Zimbabwe
Pas de consensus sur le résultat du scrutin présidentiel
LES discussions entre la Commission électorale du Zimbabwe (ZEC) et l'opposition sur l'issue du scrutin présidentiel, suspendues jeudi 1er mai 2008 sur un désaccord, doivent reprendre vendredi à 07h 00 GMT.
La réunion à huis clos, qui visait à aboutir à un consensus sur les élections du 29 mars, a été interrompue jeudi en fin d'après-midi, l'opposition affirmant l'avoir emporté dès le premier tour face au chef de l'Etat Robert Mugabe.
Selon des sources présentes au cours de cette réunion, le Mouvement pour le changement démocratique (MDC, opposition), a affirmé que son candidat, Morgan Tsvangirai avait remporté 50,3 % des suffrages, synonyme de victoire dès le premier tour.

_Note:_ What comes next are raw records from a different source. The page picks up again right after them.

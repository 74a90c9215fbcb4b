//! Field derivation
//!
//! Pure transforms that turn a raw encounter row plus its patient
//! reference into a derived event: multi-format date parsing, age at
//! encounter, and numeric coercion of cost fields.
//!
//! Source datasets mix date formats inconsistently, so every parse here
//! falls back to "absent" instead of failing; downstream age
//! computation already tolerates missing inputs.

use crate::domain::{EncounterEvent, PatientRef, RawEncounter};
use chrono::{Datelike, NaiveDate, NaiveDateTime};

/// Format patterns tried in order for patient birth dates
///
/// Synthea exports use the US slash format (`2/17/2019`) most often,
/// with ISO dates and full UTC timestamps appearing in some datasets.
const BIRTH_DATE_FORMATS: [&str; 3] = ["%m/%d/%Y", "%Y-%m-%d", "%Y-%m-%dT%H:%M:%SZ"];

/// Format patterns tried in order for encounter start timestamps
///
/// Encounter START is usually a full UTC timestamp (`2019-02-17T05:07:38Z`).
const ENCOUNTER_START_FORMATS: [&str; 3] = ["%Y-%m-%dT%H:%M:%SZ", "%m/%d/%Y", "%Y-%m-%d"];

/// Parses a raw birth date string, or `None` if no format matches
pub fn parse_birth_date(raw: &str) -> Option<NaiveDateTime> {
    parse_first_match(raw, &BIRTH_DATE_FORMATS)
}

/// Parses a raw encounter start string, or `None` if no format matches
pub fn parse_encounter_start(raw: &str) -> Option<NaiveDateTime> {
    parse_first_match(raw, &ENCOUNTER_START_FORMATS)
}

/// Tries each format in order and returns the first successful parse
///
/// Date-only formats resolve to midnight so both parse contracts share
/// one return type; only (year, month, day) feed the age computation.
fn parse_first_match(raw: &str, formats: &[&str]) -> Option<NaiveDateTime> {
    if raw.is_empty() {
        return None;
    }
    for format in formats {
        if let Ok(dt) = NaiveDateTime::parse_from_str(raw, format) {
            return Some(dt);
        }
        if let Ok(date) = NaiveDate::parse_from_str(raw, format) {
            return date.and_hms_opt(0, 0, 0);
        }
    }
    None
}

/// Computes age in whole years at the encounter start
///
/// Calendar year difference, minus one when the encounter's
/// (month, day) precedes the birth (month, day) within that year,
/// clamped to zero. Calendar-naive by design; the figure is
/// illustrative, not clinical.
pub fn age_at_encounter(
    birth: Option<NaiveDateTime>,
    start: Option<NaiveDateTime>,
) -> Option<u32> {
    let birth = birth?;
    let start = start?;

    let mut years = start.year() - birth.year();
    if (start.month(), start.day()) < (birth.month(), birth.day()) {
        years -= 1;
    }
    Some(years.max(0) as u32)
}

/// Coerces an optional decimal string to a float, or `None` when the
/// string is empty or not a valid number
pub fn parse_cost(raw: &str) -> Option<f64> {
    let trimmed = raw.trim();
    if trimmed.is_empty() {
        return None;
    }
    trimmed.parse::<f64>().ok()
}

/// Assembles a derived event from a raw encounter joined with its
/// patient reference
///
/// The reference may be the empty default when the encounter's patient
/// identifier is missing or unmatched; all derived fields then resolve
/// to absent.
pub fn derive_event(encounter: &RawEncounter, patient: &PatientRef) -> EncounterEvent {
    let birth = parse_birth_date(&patient.birthdate_raw);
    let start = parse_encounter_start(&encounter.start);

    EncounterEvent {
        encounter_id: encounter.id.clone(),
        patient_id: encounter.patient.clone(),
        gender: (!patient.gender.is_empty()).then(|| patient.gender.clone()),
        age: age_at_encounter(birth, start),
        department: encounter.encounter_class.clone(),
        admission_time: encounter.start.clone(),
        discharge_time: encounter.stop.clone(),
        organization_id: encounter.organization.clone(),
        provider_id: encounter.provider.clone(),
        payer_id: encounter.payer.clone(),
        base_encounter_cost: parse_cost(&encounter.base_encounter_cost),
        total_claim_cost: parse_cost(&encounter.total_claim_cost),
        payer_coverage: parse_cost(&encounter.payer_coverage),
    }
}
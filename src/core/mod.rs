//! Core pipeline logic
//!
//! The whole system is one linear pipeline: load the reference map and
//! encounter sequence, derive an event per step, occasionally inject a
//! data-quality fault, and publish at a fixed pace.
//!
//! - [`derive`] - date parsing, age computation, numeric coercion
//! - [`faults`] - probabilistic data-quality fault injection
//! - [`generator`] - the infinite cyclic event generator
//! - [`driver`] - the bounded, paced publish loop

pub mod derive;
pub mod driver;
pub mod faults;
pub mod generator;

pub use driver::{StreamDriver, StreamSummary};
pub use faults::{Clock, FaultInjector, RandomSource, SystemClock, ThreadRandom};
pub use generator::EventGenerator;
//! Patient reference record
//!
//! The demographic attributes the pipeline needs from the patient table.
//! Loaded once at startup into a map keyed by patient identifier and
//! read-only afterwards.

/// Demographic reference data for a single patient
///
/// Every field is a raw string taken from the source CSV and may be
/// empty. `Default` yields the all-empty reference, which is what an
/// encounter joins against when its patient identifier is missing or
/// unmatched.
#[derive(Debug, Clone, Default, PartialEq, Eq)]
pub struct PatientRef {
    /// Raw birth date string, format varies across Synthea exports
    pub birthdate_raw: String,
    pub gender: String,
    pub race: String,
    pub ethnicity: String,
    pub city: String,
    pub state: String,
    pub zip: String,
}
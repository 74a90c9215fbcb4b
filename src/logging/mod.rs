//! Logging and observability
//!
//! Structured logging via `tracing`: human-readable console output,
//! plus an optional JSON file layer with rotation for long-running
//! streams.

pub mod structured;

pub use structured::{init_logging, LoggingGuard};
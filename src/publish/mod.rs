//! Event publishing
//!
//! The publish seam is the [`EventSink`] trait: the driver only knows
//! how to hand an event over and how to close the channel. [`KafkaSink`]
//! is the production implementation against the Event Hubs Kafka
//! endpoint; [`PrintSink`] stands in for dry runs.

pub mod kafka;

use crate::domain::{EncounterEvent, Result};
use async_trait::async_trait;

pub use kafka::KafkaSink;

/// Destination for derived events
#[async_trait]
pub trait EventSink: Send + Sync {
    /// Publishes one event
    ///
    /// # Errors
    ///
    /// A publish failure is terminal; no retry is attempted.
    async fn publish(&self, event: &EncounterEvent) -> Result<()>;

    /// Flushes and closes the publish channel
    ///
    /// Called exactly once, on every exit path of the driver.
    async fn close(&self) -> Result<()>;
}

/// Sink that logs events instead of publishing them (dry-run mode)
#[derive(Debug, Default)]
pub struct PrintSink;

#[async_trait]
impl EventSink for PrintSink {
    async fn publish(&self, event: &EncounterEvent) -> Result<()> {
        let payload = serde_json::to_string(event)?;
        tracing::info!(encounter_id = %event.encounter_id, payload = %payload, "Dry-run event");
        Ok(())
    }

    async fn close(&self) -> Result<()> {
        Ok(())
    }
}
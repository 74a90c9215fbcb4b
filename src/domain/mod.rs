//! Domain models and types for vitalstream.
//!
//! The domain layer provides:
//! - **Source records** ([`PatientRef`], [`RawEncounter`])
//! - **The derived wire record** ([`EncounterEvent`])
//! - **Error types** ([`VitalstreamError`])
//! - **Result type alias** ([`Result`])
//!
//! All fallible operations in the crate return [`Result<T>`]; parse
//! failures on individual fields are deliberately *not* errors (they
//! resolve to `None`), so the error type only covers terminal
//! conditions: bad configuration, unreadable input, failed publishes.

pub mod encounter;
pub mod errors;
pub mod event;
pub mod patient;
pub mod result;

pub use encounter::RawEncounter;
pub use errors::VitalstreamError;
pub use event::EncounterEvent;
pub use patient::PatientRef;
pub use result::Result;
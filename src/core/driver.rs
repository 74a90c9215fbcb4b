//! Publisher driver
//!
//! Pulls events from the generator up to a bounded count, hands each to
//! the configured sink, and paces emission with a fixed sleep. The
//! driver owns the sink for the run and closes it on every exit path:
//! normal completion, user interruption, and publish failure.

use crate::config::PublisherConfig;
use crate::core::generator::EventGenerator;
use crate::domain::Result;
use crate::publish::EventSink;
use std::time::{Duration, Instant};
use tokio::sync::watch;

/// How many initial sends are logged before sampling kicks in
const LOG_FIRST_N: u64 = 10;

/// Sampling interval for progress logs after the initial burst
const LOG_EVERY_NTH: u64 = 100;

/// Summary of a streaming run
#[derive(Debug, Clone)]
pub struct StreamSummary {
    /// Number of events actually published
    pub events_sent: u64,

    /// Whether the run stopped on a shutdown signal
    pub interrupted: bool,

    /// Wall-clock duration of the run
    pub duration: Duration,
}

/// Bounded, paced publish loop over the event generator
pub struct StreamDriver {
    sink: Box<dyn EventSink>,
    max_events: u64,
    delay: Duration,
    shutdown_rx: watch::Receiver<bool>,
}

impl StreamDriver {
    /// Creates a driver that publishes through `sink`
    pub fn new(
        sink: Box<dyn EventSink>,
        config: &PublisherConfig,
        shutdown_rx: watch::Receiver<bool>,
    ) -> Self {
        Self {
            sink,
            max_events: config.max_events,
            delay: Duration::from_millis(config.delay_ms),
            shutdown_rx,
        }
    }

    /// Runs the publish loop to completion or interruption
    ///
    /// The sink is flushed and closed before this returns, on success
    /// and on failure alike. A publish error is terminal and propagates
    /// after the close attempt.
    pub async fn run(&mut self, generator: &mut EventGenerator) -> Result<StreamSummary> {
        let start = Instant::now();
        let mut sent = 0u64;
        let mut interrupted = false;

        let pump_result = self.pump(generator, &mut sent, &mut interrupted).await;

        // Best-effort flush/close on every exit path
        if let Err(e) = self.sink.close().await {
            tracing::warn!(error = %e, "Failed to flush publish channel on close");
        }

        pump_result?;

        if interrupted {
            tracing::info!(sent, "Streaming interrupted by shutdown signal");
        } else {
            tracing::info!(sent, "Streaming completed");
        }

        Ok(StreamSummary {
            events_sent: sent,
            interrupted,
            duration: start.elapsed(),
        })
    }

    async fn pump(
        &mut self,
        generator: &mut EventGenerator,
        sent: &mut u64,
        interrupted: &mut bool,
    ) -> Result<()> {
        while *sent < self.max_events {
            if *self.shutdown_rx.borrow() {
                *interrupted = true;
                return Ok(());
            }

            let event = generator.next_event();
            self.sink.publish(&event).await?;
            *sent += 1;

            if *sent <= LOG_FIRST_N || *sent % LOG_EVERY_NTH == 0 {
                tracing::info!(
                    sent = *sent,
                    max_events = self.max_events,
                    encounter_id = %event.encounter_id,
                    "Published event"
                );
            }

            // Paced sleep, cut short by a shutdown signal. A closed
            // channel means the controlling task is gone; stop as well.
            tokio::select! {
                _ = tokio::time::sleep(self.delay) => {}
                changed = self.shutdown_rx.changed() => {
                    if changed.is_err() || *self.shutdown_rx.borrow() {
                        *interrupted = true;
                        return Ok(());
                    }
                }
            }
        }

        Ok(())
    }
}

Cependant, la ZEC a assuré que Morgan Tsvangirai n'avait remporté que 47,8 % des suffrages, contre 43,2 % pour le président Mugabe et 8 % pour l'ex-ministre dissident Simba Makoni.
L'Union nationale africaine du Zimbabwe-Front patriotique (Zanu-PF), parti au pouvoir, a soutenu qu'aucun candidat n'avait obtenu la majorité absolue au premier tour.
Ni Robert Mugabe, 84 ans, ni Morgan Tsvangirai, 56 ans, n'étaient présents lors de cette réunion.
Jeudi matin, Morgan Tsvangirai a une nouvelle fois affirmé qu'il avait remporté la majorité absolue. "Il n'y a pas besoin d'un second tour", a-t-il déclaré sur la chaîne de télévision France 24.
Le président zimbabwéen Robert Mugabe s'est déclaré prêt de son côté à accepter les résultats du second tour des élections présidentielles et a invité l'opposition à en faire de même, a annoncé jeudi soir le gouvernement sénégalais dans un communiqué.
Selon le chef de l'opposition, le climat de violence et d'intimidation qui domine dans le pays depuis le 29 mars rend impossible la tenue d'un second tour.
Il y a une semaine, la Commission électorale a confirmé la victoire historique de l'opposition au Parlement pour la première fois depuis l'indépendance de l'ex Rhodésie du Sud britannique en 1980.